As blood flow to the brain reduces, so conscious levels can be affected. This can present as confusion, drowsiness, slurred speech, agitation, anxiety, or a decreased level of consciousness. A further consideration is that when the body enters a state of shock, in order to preserve the internal organs, the body pulls its circulating volume into its core. The brain is the only internal organ not to sit in the core of the body. So, when the body pulls its circulating volume into its core, the brain does not receive adequate oxygen to function.
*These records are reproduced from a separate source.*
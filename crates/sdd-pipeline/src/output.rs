//! CSV assets and the output manifest.

use std::fs::{self, File};
use std::io::{BufReader, Read};
use std::path::{Path, PathBuf};

use anyhow::{Context, Result};
use polars::prelude::{AnyValue, DataFrame};
use serde::{Deserialize, Serialize};
use sha2::{Digest, Sha256};
use tracing::debug;

use sdd_ingest::polars_utils::format_numeric;

/// Buffer size for reading files during checksum computation.
const BUFFER_SIZE: usize = 65536;

pub const MANIFEST_FILE: &str = "manifest.json";

/// CSV text of a cell; nulls are empty.
pub(crate) fn cell_text(value: AnyValue<'_>) -> String {
    match value {
        AnyValue::Null => String::new(),
        AnyValue::String(text) => text.to_string(),
        AnyValue::StringOwned(text) => text.to_string(),
        AnyValue::Boolean(flag) => u8::from(flag).to_string(),
        AnyValue::Int32(v) => v.to_string(),
        AnyValue::Int64(v) => v.to_string(),
        AnyValue::UInt32(v) => v.to_string(),
        AnyValue::UInt64(v) => v.to_string(),
        AnyValue::Float32(v) => format_numeric(f64::from(v)),
        AnyValue::Float64(v) => format_numeric(v),
        other => other.to_string(),
    }
}

/// Writes a frame as CSV with a header row. Nulls are written as empty cells.
pub fn write_csv(df: &DataFrame, path: &Path) -> Result<()> {
    let mut writer = csv::WriterBuilder::new()
        .has_headers(true)
        .from_path(path)
        .with_context(|| format!("create {}", path.display()))?;
    let names: Vec<&str> = df.get_column_names().iter().map(|name| name.as_str()).collect();
    writer
        .write_record(&names)
        .with_context(|| format!("write header: {}", path.display()))?;
    let columns = df.get_columns();
    let mut record = Vec::with_capacity(columns.len());
    for idx in 0..df.height() {
        record.clear();
        for column in columns {
            let value = column
                .get(idx)
                .with_context(|| format!("read `{}` row {idx}", column.name()))?;
            record.push(cell_text(value));
        }
        writer
            .write_record(&record)
            .with_context(|| format!("write row {idx}: {}", path.display()))?;
    }
    writer
        .flush()
        .with_context(|| format!("flush {}", path.display()))?;
    debug!(path = %path.display(), rows = df.height(), "csv written");
    Ok(())
}

/// Compute the SHA256 hash of a file.
pub fn compute_file_sha256(path: &Path) -> Result<String> {
    let file = File::open(path).with_context(|| format!("open {}", path.display()))?;
    let mut reader = BufReader::with_capacity(BUFFER_SIZE, file);

    let mut hasher = Sha256::new();
    let mut buffer = vec![0u8; BUFFER_SIZE];
    loop {
        let bytes_read = reader
            .read(&mut buffer)
            .with_context(|| format!("read {}", path.display()))?;
        if bytes_read == 0 {
            break;
        }
        hasher.update(&buffer[..bytes_read]);
    }
    Ok(hex::encode(hasher.finalize()))
}

/// One written asset.
#[derive(Debug, Clone, PartialEq, Eq, Serialize, Deserialize)]
pub struct ManifestEntry {
    /// Path relative to the output directory.
    pub path: String,
    pub sha256: String,
    pub rows: usize,
}

/// Index of everything a run wrote.
#[derive(Debug, Clone, Default, PartialEq, Eq, Serialize, Deserialize)]
pub struct Manifest {
    /// RFC 3339 start time of the run.
    pub generated_at: String,
    pub year: String,
    pub assets: Vec<ManifestEntry>,
}

impl Manifest {
    pub fn new(generated_at: impl Into<String>, year: impl Into<String>) -> Self {
        Self {
            generated_at: generated_at.into(),
            year: year.into(),
            assets: Vec::new(),
        }
    }

    /// Hashes `path` and records it.
    pub fn record(&mut self, output_dir: &Path, path: &Path, rows: usize) -> Result<()> {
        let sha256 = compute_file_sha256(path)?;
        let relative = path.strip_prefix(output_dir).unwrap_or(path);
        self.assets.push(ManifestEntry {
            path: relative.display().to_string(),
            sha256,
            rows,
        });
        Ok(())
    }

    pub fn write(&self, output_dir: &Path) -> Result<PathBuf> {
        let path = output_dir.join(MANIFEST_FILE);
        let json = serde_json::to_string_pretty(self).context("serialize manifest")?;
        fs::write(&path, json).with_context(|| format!("write {}", path.display()))?;
        Ok(path)
    }

    pub fn read(path: &Path) -> Result<Self> {
        let content =
            fs::read_to_string(path).with_context(|| format!("read {}", path.display()))?;
        serde_json::from_str(&content).with_context(|| format!("parse {}", path.display()))
    }
}
//! Reserved missing-value codes.
//!
//! Survey columns carry four reserved negative integers alongside real
//! responses. They are ranked so that combining two unknowns keeps the
//! strongest one:
//!
//! | Code | Meaning | Rank |
//! |------|---------|------|
//! | -9 | No response / item missing | 4 |
//! | -8 | Don't know | 3 |
//! | -7 | Prefer not to say | 2 |
//! | -1 | Not applicable (routing) | 1 |
//!
//! [`Response`] is the tagged form used by derivations: a valid numeric value
//! or a [`MissingCode`]. Columns are stored numerically and converted at the
//! edges with [`Response::from_f64`] and [`Response::to_f64`].

use std::fmt;

use serde::{Deserialize, Serialize};

/// One of the reserved negative response codes.
#[derive(Debug, Clone, Copy, PartialEq, Eq, Hash, PartialOrd, Ord, Serialize, Deserialize)]
pub enum MissingCode {
    /// -1: question was routed past.
    NotApplicable,
    /// -7: respondent chose not to answer.
    PreferNotToSay,
    /// -8: respondent did not know.
    DontKnow,
    /// -9: item left blank.
    NoAnswer,
}

impl MissingCode {
    /// All codes in ascending rank.
    pub const ALL: [MissingCode; 4] = [
        MissingCode::NotApplicable,
        MissingCode::PreferNotToSay,
        MissingCode::DontKnow,
        MissingCode::NoAnswer,
    ];

    /// The numeric code stored in the record set.
    pub const fn code(self) -> i64 {
        match self {
            Self::NotApplicable => -1,
            Self::PreferNotToSay => -7,
            Self::DontKnow => -8,
            Self::NoAnswer => -9,
        }
    }

    /// Numeric code as `f64`, the storage type of record columns.
    pub const fn value(self) -> f64 {
        self.code() as f64
    }

    /// Precedence rank; higher ranks win when two codes are merged.
    pub const fn rank(self) -> u8 {
        match self {
            Self::NotApplicable => 1,
            Self::PreferNotToSay => 2,
            Self::DontKnow => 3,
            Self::NoAnswer => 4,
        }
    }

    /// Looks up the code for a stored value.
    pub fn from_value(value: f64) -> Option<Self> {
        if value == -1.0 {
            Some(Self::NotApplicable)
        } else if value == -7.0 {
            Some(Self::PreferNotToSay)
        } else if value == -8.0 {
            Some(Self::DontKnow)
        } else if value == -9.0 {
            Some(Self::NoAnswer)
        } else {
            None
        }
    }

    /// Returns the higher-ranked of two codes.
    pub fn stronger(self, other: Self) -> Self {
        if other.rank() > self.rank() { other } else { self }
    }

    /// True for the codes that mean the answer is unknown (-9, -8, -7).
    ///
    /// Not-applicable is a routing outcome rather than an unknown answer.
    pub const fn is_unknown(self) -> bool {
        !matches!(self, Self::NotApplicable)
    }

    /// The code a statistical model sees: everything collapses to -9.
    pub const fn for_modelling(self) -> Self {
        Self::NoAnswer
    }

    pub const fn label(self) -> &'static str {
        match self {
            Self::NotApplicable => "Not applicable",
            Self::PreferNotToSay => "Prefer not to say",
            Self::DontKnow => "Don't know",
            Self::NoAnswer => "No answer",
        }
    }
}

impl fmt::Display for MissingCode {
    fn fmt(&self, f: &mut fmt::Formatter<'_>) -> fmt::Result {
        write!(f, "{}", self.code())
    }
}

/// A single cell: a valid value or a reserved missing code.
#[derive(Debug, Clone, Copy, PartialEq)]
pub enum Response {
    Value(f64),
    Missing(MissingCode),
}

impl Response {
    pub const NO_ANSWER: Response = Response::Missing(MissingCode::NoAnswer);
    pub const DONT_KNOW: Response = Response::Missing(MissingCode::DontKnow);
    pub const PREFER_NOT_TO_SAY: Response = Response::Missing(MissingCode::PreferNotToSay);
    pub const NOT_APPLICABLE: Response = Response::Missing(MissingCode::NotApplicable);

    /// Classifies a stored value.
    ///
    /// NaN and negative values outside the reserved set are treated as
    /// item missing (-9).
    pub fn from_f64(value: f64) -> Self {
        if let Some(code) = MissingCode::from_value(value) {
            return Self::Missing(code);
        }
        if value.is_nan() || value < 0.0 {
            return Self::NO_ANSWER;
        }
        Self::Value(value)
    }

    /// Classifies a nullable stored value; null is item missing.
    pub fn from_option(value: Option<f64>) -> Self {
        value.map_or(Self::NO_ANSWER, Self::from_f64)
    }

    pub fn to_f64(self) -> f64 {
        match self {
            Self::Value(value) => value,
            Self::Missing(code) => code.value(),
        }
    }

    pub fn value(self) -> Option<f64> {
        match self {
            Self::Value(value) => Some(value),
            Self::Missing(_) => None,
        }
    }

    pub fn missing(self) -> Option<MissingCode> {
        match self {
            Self::Value(_) => None,
            Self::Missing(code) => Some(code),
        }
    }

    /// The value as an integer response code, if it is one.
    pub fn code(self) -> Option<i64> {
        match self {
            Self::Value(value) if value.fract() == 0.0 => Some(value as i64),
            _ => None,
        }
    }

    /// True when the value equals the given response code.
    pub fn is(self, code: i64) -> bool {
        self.code() == Some(code)
    }

    /// True when the value is one of the given response codes.
    pub fn is_any(self, codes: &[i64]) -> bool {
        self.code().is_some_and(|value| codes.contains(&value))
    }

    pub fn is_valid(self) -> bool {
        matches!(self, Self::Value(_))
    }

    /// True for -9, -8 and -7.
    pub fn is_unknown(self) -> bool {
        self.missing().is_some_and(MissingCode::is_unknown)
    }

    /// Combines two responses, keeping the strongest missing code.
    ///
    /// Any missing code outranks a valid value; two valid values keep `self`.
    pub fn merge(self, other: Self) -> Self {
        match (self, other) {
            (Self::Missing(a), Self::Missing(b)) => Self::Missing(a.stronger(b)),
            (Self::Missing(_), Self::Value(_)) => self,
            (Self::Value(_), Self::Missing(_)) => other,
            (Self::Value(_), Self::Value(_)) => self,
        }
    }

    /// Strongest missing code among the responses, if any is missing.
    pub fn strongest_missing<I>(responses: I) -> Option<MissingCode>
    where
        I: IntoIterator<Item = Response>,
    {
        responses
            .into_iter()
            .filter_map(Response::missing)
            .reduce(MissingCode::stronger)
    }

    /// Strongest unknown code (-9, -8, -7) among the responses.
    pub fn strongest_unknown<I>(responses: I) -> Option<MissingCode>
    where
        I: IntoIterator<Item = Response>,
    {
        responses
            .into_iter()
            .filter_map(Response::missing)
            .filter(|code| code.is_unknown())
            .reduce(MissingCode::stronger)
    }
}

impl From<MissingCode> for Response {
    fn from(code: MissingCode) -> Self {
        Self::Missing(code)
    }
}

impl fmt::Display for Response {
    fn fmt(&self, f: &mut fmt::Formatter<'_>) -> fmt::Result {
        match self {
            Self::Value(value) => write!(f, "{value}"),
            Self::Missing(code) => write!(f, "{code}"),
        }
    }
}

/// `x >= 0`.
pub fn is_valid(value: f64) -> bool {
    !value.is_nan() && value >= 0.0
}

/// `x > 0`, the validity rule for response codes.
pub fn is_valid_code(value: f64) -> bool {
    !value.is_nan() && value > 0.0
}

/// `x` is one of -9, -8, -7, -1.
pub fn is_sentinel(value: f64) -> bool {
    MissingCode::from_value(value).is_some()
}

/// Merges two stored values under the strongest-unknown-wins policy.
pub fn merge(a: f64, b: f64) -> f64 {
    Response::from_f64(a).merge(Response::from_f64(b)).to_f64()
}

/// Collapses -7, -8 and -1 to -9; other values pass through.
pub fn collapse_for_modelling(value: f64) -> f64 {
    match MissingCode::from_value(value) {
        Some(code) => code.for_modelling().value(),
        None => value,
    }
}

#[cfg(test)]
mod tests {
    use super::*;

    #[test]
    fn ranks_follow_precedence() {
        assert!(MissingCode::NoAnswer.rank() > MissingCode::DontKnow.rank());
        assert!(MissingCode::DontKnow.rank() > MissingCode::PreferNotToSay.rank());
        assert!(MissingCode::PreferNotToSay.rank() > MissingCode::NotApplicable.rank());
    }

    #[test]
    fn merge_keeps_strongest_unknown() {
        assert_eq!(merge(-7.0, -8.0), -8.0);
        assert_eq!(merge(-1.0, -9.0), -9.0);
        assert_eq!(merge(-1.0, -7.0), -7.0);
        assert_eq!(merge(3.0, -1.0), -1.0);
        assert_eq!(merge(3.0, 4.0), 3.0);
    }

    #[test]
    fn classification() {
        assert!(is_valid(0.0));
        assert!(!is_valid_code(0.0));
        assert!(is_sentinel(-7.0));
        assert!(!is_sentinel(-2.0));
        assert_eq!(Response::from_f64(-2.0), Response::NO_ANSWER);
        assert_eq!(Response::from_f64(f64::NAN), Response::NO_ANSWER);
        assert_eq!(Response::from_option(None), Response::NO_ANSWER);
        assert_eq!(Response::from_f64(2.0).code(), Some(2));
        assert_eq!(Response::from_f64(2.5).code(), None);
    }

    #[test]
    fn modelling_collapse() {
        assert_eq!(collapse_for_modelling(-7.0), -9.0);
        assert_eq!(collapse_for_modelling(-8.0), -9.0);
        assert_eq!(collapse_for_modelling(-1.0), -9.0);
        assert_eq!(collapse_for_modelling(-9.0), -9.0);
        assert_eq!(collapse_for_modelling(3.0), 3.0);
    }

    #[test]
    fn strongest_unknown_ignores_routing() {
        let responses = [Response::NOT_APPLICABLE, Response::PREFER_NOT_TO_SAY];
        assert_eq!(
            Response::strongest_unknown(responses),
            Some(MissingCode::PreferNotToSay)
        );
        assert_eq!(
            Response::strongest_unknown([Response::NOT_APPLICABLE]),
            None
        );
        assert_eq!(
            Response::strongest_missing([Response::NOT_APPLICABLE, Response::Value(1.0)]),
            Some(MissingCode::NotApplicable)
        );
    }
}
Early in the progression of sepsis, the patient may look remarkably well, despite a low blood pressure. Patients may present with warm peripheries and often capillary refill times that are normal. Later, as the circulating volume becomes depleted and the compensatory mechanisms become exhausted, the circulation begins to fail and the patient will look much worse; with cool peripheries, often a prolonged capillary refill time and signs of organ dysfunction.